The total cost of this straddle is of $475 ($237.50 + $237.50) plus commissions which means that the potential loss is limited to this amount if Exxon stock does not raise above $44 ? or below $35 ?  per share in the following six months before its expiration.

If oil prices raise, oil stocks could boost its prices significantly. Let?s suppose that prices of Exxon stock raise to $48 per share. A call option could be sold in almost $800 ($8 x 100 shares), resulting in a profit for the investor. On the other hand, Iraqi oil is introduced again to worldwide supply, causing a saturation of oil, prices of oil stocks could drop.

If the Exxon stock falls to $33 per share, the put option could be sold at around $7 per share, resulting in a profit when selling the option. If the Exxon stock is negotiated above $4.75 or below $35.25, the investor wins with the sale of the call or put options, respectively.
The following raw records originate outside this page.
/*
 * Responsibility
 * - Identity (who is calling) <-> ClaimSet (identity + expiry) の変換
 * - ClaimSet <-> transport map (JWT payload) の変換
 * - decode 済み payload は untyped なので、ここで一度だけ型を確定させる
 */
use chrono::{DateTime, Duration, Utc};
use serde_json::{Map, Value};
use thiserror::Error;

pub const CLAIM_USER_ID: &str = "user_id";
pub const CLAIM_NAME: &str = "name";
pub const CLAIM_EMAIL: &str = "email";
pub const CLAIM_EXP: &str = "exp";

/// The authenticated caller of the current request.
///
/// Built from a verified token for every request and dropped with it.
#[derive(Debug, Clone, PartialEq, Eq)]
pub struct Identity {
    pub id: i64,
    pub name: String,
    pub email: String,
}

/// Serializable form of [`Identity`] plus expiry (unix seconds).
#[derive(Debug, Clone, PartialEq, Eq)]
pub struct ClaimSet {
    pub user_id: i64,
    pub name: String,
    pub email: String,
    pub expires_at: i64,
}

impl ClaimSet {
    pub fn identity(&self) -> Identity {
        Identity {
            id: self.user_id,
            name: self.name.clone(),
            email: self.email.clone(),
        }
    }

    pub fn into_identity(self) -> Identity {
        Identity {
            id: self.user_id,
            name: self.name,
            email: self.email,
        }
    }
}

#[derive(Debug, Error, PartialEq, Eq)]
pub enum InvalidClaims {
    #[error("missing '{0}' claim")]
    Missing(&'static str),
    #[error("'{0}' claim has the wrong type")]
    WrongType(&'static str),
    #[error("'{0}' claim is not an integer")]
    NotInteger(&'static str),
    #[error("'{0}' claim is out of range")]
    OutOfRange(&'static str),
}

pub fn to_claim_set(identity: &Identity, ttl: Duration) -> Result<ClaimSet, InvalidClaims> {
    to_claim_set_at(identity, ttl, Utc::now())
}

/// `now + ttl` past chrono's representable range is `OutOfRange("exp")`.
pub fn to_claim_set_at(
    identity: &Identity,
    ttl: Duration,
    now: DateTime<Utc>,
) -> Result<ClaimSet, InvalidClaims> {
    let expires_at = now
        .checked_add_signed(ttl)
        .ok_or(InvalidClaims::OutOfRange(CLAIM_EXP))?;

    Ok(ClaimSet {
        user_id: identity.id,
        name: identity.name.clone(),
        email: identity.email.clone(),
        expires_at: expires_at.timestamp(),
    })
}

pub fn to_transport_map(claims: &ClaimSet) -> Map<String, Value> {
    let mut map = Map::new();
    map.insert(CLAIM_USER_ID.to_string(), Value::from(claims.user_id));
    map.insert(CLAIM_NAME.to_string(), Value::from(claims.name.clone()));
    map.insert(CLAIM_EMAIL.to_string(), Value::from(claims.email.clone()));
    map.insert(CLAIM_EXP.to_string(), Value::from(claims.expires_at));
    map
}

/// Rebuild a typed [`ClaimSet`] from a decoded token payload.
///
/// Any shape mismatch rejects the whole claim set; nothing falls back to a
/// default, so a forged payload can never yield `user_id == 0`.
pub fn from_transport_map(map: &Map<String, Value>) -> Result<ClaimSet, InvalidClaims> {
    Ok(ClaimSet {
        user_id: integer_claim(map, CLAIM_USER_ID)?,
        name: string_claim(map, CLAIM_NAME)?,
        email: string_claim(map, CLAIM_EMAIL)?,
        expires_at: integer_claim(map, CLAIM_EXP)?,
    })
}

fn integer_claim(map: &Map<String, Value>, key: &'static str) -> Result<i64, InvalidClaims> {
    let value = map.get(key).ok_or(InvalidClaims::Missing(key))?;
    let Value::Number(number) = value else {
        return Err(InvalidClaims::WrongType(key));
    };

    if let Some(n) = number.as_i64() {
        return Ok(n);
    }

    // JSON numbers may come back as f64 (e.g. `1.0` or `1e3`).
    let f = number.as_f64().ok_or(InvalidClaims::NotInteger(key))?;
    if !f.is_finite() || f.fract() != 0.0 || f < i64::MIN as f64 || f >= i64::MAX as f64 {
        return Err(InvalidClaims::NotInteger(key));
    }
    Ok(f as i64)
}

fn string_claim(map: &Map<String, Value>, key: &'static str) -> Result<String, InvalidClaims> {
    match map.get(key) {
        Some(Value::String(s)) => Ok(s.clone()),
        Some(_) => Err(InvalidClaims::WrongType(key)),
        None => Err(InvalidClaims::Missing(key)),
    }
}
If Exxon is being negotiated within ranges between $ 35.25 and $44.75, the investor would lose money in the straddle. The loss amount will be subject to the Exxon stock price.

For example, if the investor sold the call option when Exxon was negotiating at $43.50, the option could have been sold in about $3.50 or $350 per contract. Then the loss would have been $125 (the cost of the straddle options $475 minus received proceeds of the sale of the option $350). Commissions increase losses even more.

To benefit from this straddle the price of the underlying stock must move considerably in one way or another, up or down.

Using a spread
Investors can use a spread strategy which is buying and selling different options with different strike prices and expiration date. For example, an investor could take both a long or a short position on two different options of the same stock.

There are a number of different spreads that can be used to hedge positions and that way limit potential losses and  profits. One can also use the Internet to gather information of the option prices to try his straddle and spread strategies before investing.